Records excerpted from a collection:
__________

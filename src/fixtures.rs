//! Manos sintéticas para tests: geometría fija en píxeles, con la muñeca en `center`.

use crate::types::{HandFrame, Handedness, Keypoint, Landmark, NUM_LANDMARKS};

/// Desplazamientos x de las MCP (índice, medio, anular, meñique) respecto a la muñeca
const MCP_DX: [f32; 4] = [-30.0, -10.0, 10.0, 30.0];
const MCP_DY: f32 = -60.0;

#[derive(Debug, Clone, Copy)]
pub(crate) struct HandBuilder {
    center: (f32, f32),
    fingers: [bool; 5],
    handedness: Handedness,
    pinching: bool,
}

impl HandBuilder {
    pub(crate) fn new(fingers: [bool; 5]) -> Self {
        Self {
            center: (320.0, 300.0),
            fingers,
            handedness: Handedness::Right,
            pinching: false,
        }
    }

    pub(crate) fn at(mut self, x: f32, y: f32) -> Self {
        self.center = (x, y);
        self
    }

    pub(crate) fn left(mut self) -> Self {
        self.handedness = Handedness::Left;
        self
    }

    /// Lleva la punta del pulgar junto a la punta del índice
    pub(crate) fn pinching(mut self) -> Self {
        self.pinching = true;
        self
    }

    pub(crate) fn build(&self) -> HandFrame {
        let (cx, cy) = self.center;
        // Espejo horizontal para la mano izquierda
        let side = match self.handedness {
            Handedness::Right => 1.0,
            Handedness::Left => -1.0,
        };
        let mut pts = [Keypoint::default(); NUM_LANDMARKS];
        let mut set = |lm: Landmark, dx: f32, dy: f32| {
            pts[lm.index()] = Keypoint::new(cx + side * dx, cy + dy, 0.0);
        };

        set(Landmark::Wrist, 0.0, 0.0);
        set(Landmark::ThumbCmc, -30.0, -20.0);
        set(Landmark::ThumbMcp, -45.0, -35.0);
        if self.fingers[0] {
            set(Landmark::ThumbIp, -65.0, -45.0);
            set(Landmark::ThumbTip, -85.0, -55.0);
        } else {
            set(Landmark::ThumbIp, -30.0, -15.0);
            set(Landmark::ThumbTip, 10.0, 5.0);
        }

        let chains = [
            [Landmark::IndexMcp, Landmark::IndexPip, Landmark::IndexDip, Landmark::IndexTip],
            [Landmark::MiddleMcp, Landmark::MiddlePip, Landmark::MiddleDip, Landmark::MiddleTip],
            [Landmark::RingMcp, Landmark::RingPip, Landmark::RingDip, Landmark::RingTip],
            [Landmark::PinkyMcp, Landmark::PinkyPip, Landmark::PinkyDip, Landmark::PinkyTip],
        ];
        for (i, chain) in chains.iter().enumerate() {
            let dx = MCP_DX[i];
            let dys = if self.fingers[i + 1] {
                [0.0, -30.0, -50.0, -70.0]
            } else {
                [0.0, -20.0, -5.0, 25.0]
            };
            for (lm, dy) in chain.iter().zip(dys) {
                set(*lm, dx, MCP_DY + dy);
            }
        }

        if self.pinching {
            let index_tip = pts[Landmark::IndexTip.index()];
            pts[Landmark::ThumbTip.index()] =
                Keypoint::new(index_tip.x + side * 5.0, index_tip.y + 5.0, 0.0);
        }

        HandFrame::new(pts, self.handedness, 0.9)
    }
}

pub(crate) fn open_palm() -> HandBuilder {
    HandBuilder::new([true; 5])
}

pub(crate) fn fist() -> HandBuilder {
    HandBuilder::new([false; 5])
}

/// Pulgar, índice y medio extendidos; anular y meñique recogidos
pub(crate) fn three_finger() -> HandBuilder {
    HandBuilder::new([true, true, true, false, false])
}

/// Solo el índice extendido: no coincide con ninguna pose fija
pub(crate) fn pointing() -> HandBuilder {
    HandBuilder::new([false, true, false, false, false])
}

__________

## Problem
Where a line of the records has the string "true", copy that line.

## Task solution
        self.pinching = true;
    HandBuilder::new([true; 5])
    HandBuilder::new([true, true, true, false, false])
    HandBuilder::new([false, true, false, false, false])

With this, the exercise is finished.